Das Kalkwerk in Hammerunterwiesenthal, ursprünglich als Werk I bekannt, war bereits seit dem 18. Jahrhundert für die Kalkgewinnung bekannt. Die Entwicklung der untertägigen Abbauverfahren begann im Jahr 1927 und wurde 1938 durch den Übergang zum Werk II fortgesetzt. Die Verbindung der beiden Brüche durch einen 600 Meter langen Verbindungstollen ermöglichte eine effizientere Ressourcenverteilung.

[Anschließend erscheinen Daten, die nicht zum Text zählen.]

use crate::{
    math::{BoundingBox, GlobeStamp, Sector},
    tile_data::{Level, LevelSet, LruCache},
    view::DrawContext,
};
use bevy::math::DVec3;
use std::{
    fmt, mem,
    path::{Path, PathBuf},
};

/// Identifies a tile within its level set.
///
/// Rows and columns count from the south west corner of the global tiling grid.
#[derive(Copy, Clone, Debug, Default, PartialEq, Eq, Hash, PartialOrd, Ord)]
pub struct TileKey {
    pub level_number: u32,
    pub row: u32,
    pub column: u32,
}

impl TileKey {
    pub const fn new(level_number: u32, row: u32, column: u32) -> Self {
        Self {
            level_number,
            row,
            column,
        }
    }

    /// The location of the tile inside a local tile cache, `{root}/{level}/{row}/{row}_{column}.{suffix}`.
    pub fn path<P: AsRef<Path>>(self, cache_root: P, suffix: &str) -> PathBuf {
        cache_root
            .as_ref()
            .join(self.level_number.to_string())
            .join(self.row.to_string())
            .join(format!("{}_{}.{suffix}", self.row, self.column))
    }

    pub fn parent(self) -> Option<Self> {
        (self.level_number > 0).then(|| Self {
            level_number: self.level_number - 1,
            row: self.row / 2,
            column: self.column / 2,
        })
    }

    /// The keys of the children in the order south west, south east, north west, north east.
    pub fn children(self) -> [Self; 4] {
        let level_number = self.level_number + 1;
        let (row, column) = (2 * self.row, 2 * self.column);

        [
            Self::new(level_number, row, column),
            Self::new(level_number, row, column + 1),
            Self::new(level_number, row + 1, column),
            Self::new(level_number, row + 1, column + 1),
        ]
    }
}

impl fmt::Display for TileKey {
    fn fmt(&self, f: &mut fmt::Formatter<'_>) -> fmt::Result {
        write!(f, "{}_{}_{}", self.level_number, self.row, self.column)
    }
}

/// The corner and center points of a tile in model coordinates.
#[derive(Copy, Clone, Debug, PartialEq)]
pub struct ReferencePoints {
    /// South west, south east, north west, north east.
    pub corners: [DVec3; 4],
    pub center: DVec3,
}

impl ReferencePoints {
    pub fn iter(&self) -> impl Iterator<Item = DVec3> + '_ {
        self.corners.iter().copied().chain([self.center])
    }
}

/// The quad-tree node shared by terrain, texture and elevation tiles.
///
/// Reference points and extent are computed lazily and remember the [`GlobeStamp`]
/// they were computed for. They are recomputed once the stamp of the frame differs.
#[derive(Clone, Debug)]
pub struct Tile {
    sector: Sector,
    level: Level,
    row: u32,
    column: u32,
    reference_points: Option<(GlobeStamp, ReferencePoints)>,
    extent: Option<(GlobeStamp, BoundingBox)>,
}

impl Tile {
    pub fn new(sector: Sector, level: Level, row: u32, column: u32) -> Self {
        Self {
            sector,
            level,
            row,
            column,
            reference_points: None,
            extent: None,
        }
    }

    /// Creates the tile with the given key, if its level exists.
    pub fn from_key(level_set: &LevelSet, key: TileKey) -> Option<Self> {
        let level = level_set.level(key.level_number)?;
        let sector = level_set.tile_sector(&level, key.row, key.column);

        Some(Self::new(sector, level, key.row, key.column))
    }

    pub fn sector(&self) -> &Sector {
        &self.sector
    }

    pub fn level(&self) -> &Level {
        &self.level
    }

    pub fn level_number(&self) -> u32 {
        self.level.level_number()
    }

    pub fn row(&self) -> u32 {
        self.row
    }

    pub fn column(&self) -> u32 {
        self.column
    }

    pub fn key(&self) -> TileKey {
        TileKey::new(self.level.level_number(), self.row, self.column)
    }

    /// An estimate of the memory held by the tile itself.
    pub fn cache_size(&self) -> usize {
        mem::size_of::<Self>()
    }

    pub fn reference_points(&self) -> Option<&ReferencePoints> {
        self.reference_points.as_ref().map(|(_, points)| points)
    }

    pub fn extent(&self) -> Option<&BoundingBox> {
        self.extent.as_ref().map(|(_, extent)| extent)
    }

    /// Recomputes the reference points, if they were computed for a different globe state.
    pub fn update_reference_points(&mut self, dc: &DrawContext) -> &ReferencePoints {
        if self.reference_points.as_ref().is_some_and(|(stamp, _)| *stamp != dc.globe_stamp) {
            self.reference_points = None;
        }

        let sector = self.sector;

        &self
            .reference_points
            .get_or_insert_with(|| (dc.globe_stamp, compute_reference_points(dc, &sector)))
            .1
    }

    /// Recomputes the extent, if it was computed for a different globe state.
    pub fn update_extent(&mut self, dc: &DrawContext) -> &BoundingBox {
        if self.extent.as_ref().is_some_and(|(stamp, _)| *stamp != dc.globe_stamp) {
            self.extent = None;
        }

        let sector = self.sector;

        &self
            .extent
            .get_or_insert_with(|| (dc.globe_stamp, compute_extent(dc, &sector)))
            .1
    }

    /// Whether the texels of this tile appear larger on screen than `detail_factor` pixels.
    ///
    /// The texel size on the ground is compared with the size of a pixel at the distance
    /// of the reference point closest to the eye.
    pub fn must_subdivide(&mut self, dc: &DrawContext, detail_factor: f64) -> bool {
        let eye_point = dc.navigator.eye_point();

        let min_distance = self
            .update_reference_points(dc)
            .iter()
            .map(|point| point.distance(eye_point))
            .fold(f64::MAX, f64::min);

        let cell_size = self.level.texel_size() * dc.globe.equatorial_radius();
        let pixel_size = dc.navigator.pixel_size_at_distance(min_distance);

        cell_size > pixel_size * detail_factor
    }

    /// Returns the four children of the tile, in the order south west, south east, north west, north east.
    ///
    /// Children found in the cache are taken out of it and keep their computed state,
    /// the others are created by the factory. Callers put the children back once they are done with them.
    pub fn subdivide<F: TileFactory>(
        &self,
        next_level: Level,
        cache: &mut LruCache<TileKey, F::Tile>,
        factory: &F,
    ) -> [F::Tile; 4] {
        let sectors = self.sector.subdivide();
        let keys = self.key().children();

        std::array::from_fn(|index| {
            let key = keys[index];

            cache
                .remove(&key)
                .unwrap_or_else(|| factory.create_tile(sectors[index], next_level, key.row, key.column))
        })
    }
}

fn compute_reference_points(dc: &DrawContext, sector: &Sector) -> ReferencePoints {
    let globe = &dc.globe;

    let point_at = |latitude: f64, longitude: f64| {
        let elevation = globe.elevation_for_location(latitude, longitude) * dc.vertical_exaggeration;
        globe.compute_point_from_position(latitude, longitude, elevation)
    };

    let centroid = sector.centroid();

    ReferencePoints {
        corners: sector.corners().map(|corner| point_at(corner.latitude, corner.longitude)),
        center: point_at(centroid.latitude, centroid.longitude),
    }
}

fn compute_extent(dc: &DrawContext, sector: &Sector) -> BoundingBox {
    let (min_elevation, max_elevation) = dc.globe.min_and_max_elevations_for_sector(sector);
    let min = min_elevation * dc.vertical_exaggeration;
    let max = max_elevation * dc.vertical_exaggeration;

    BoundingBox::from_sector(&dc.globe, sector, min.min(max), min.max(max))
}

/// Creates the concrete tiles of a layer, elevation model or tessellator.
pub trait TileFactory {
    type Tile;

    fn create_tile(&self, sector: Sector, level: Level, row: u32, column: u32) -> Self::Tile;
}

Die Verlagerung der Rüstungsproduktion in den unterirdischen Räumlichkeiten wurde im Zuge des Zweiten Weltkriegs initiiert. Die genaue Umsetzung und die Nutzung der vorhandenen Infrastruktur sind bislang nur indirekt belegt. Die OT-Baunummer 50 deutet auf eine geplante untertägige Produktion hin, deren vollständige Realisierung jedoch nicht nachweisbar ist.
Die historischen Aufzeichnungen und die Verknüpfung mit dem Kalkwerk zeigen, wie unterirdische Räume im Zweiten Weltkrieg genutzt wurden. Die genaue Rolle des „Schrätzer“-Projekts bleibt aufgrund fehlender Dokumente weiterhin Gegenstand der Forschung.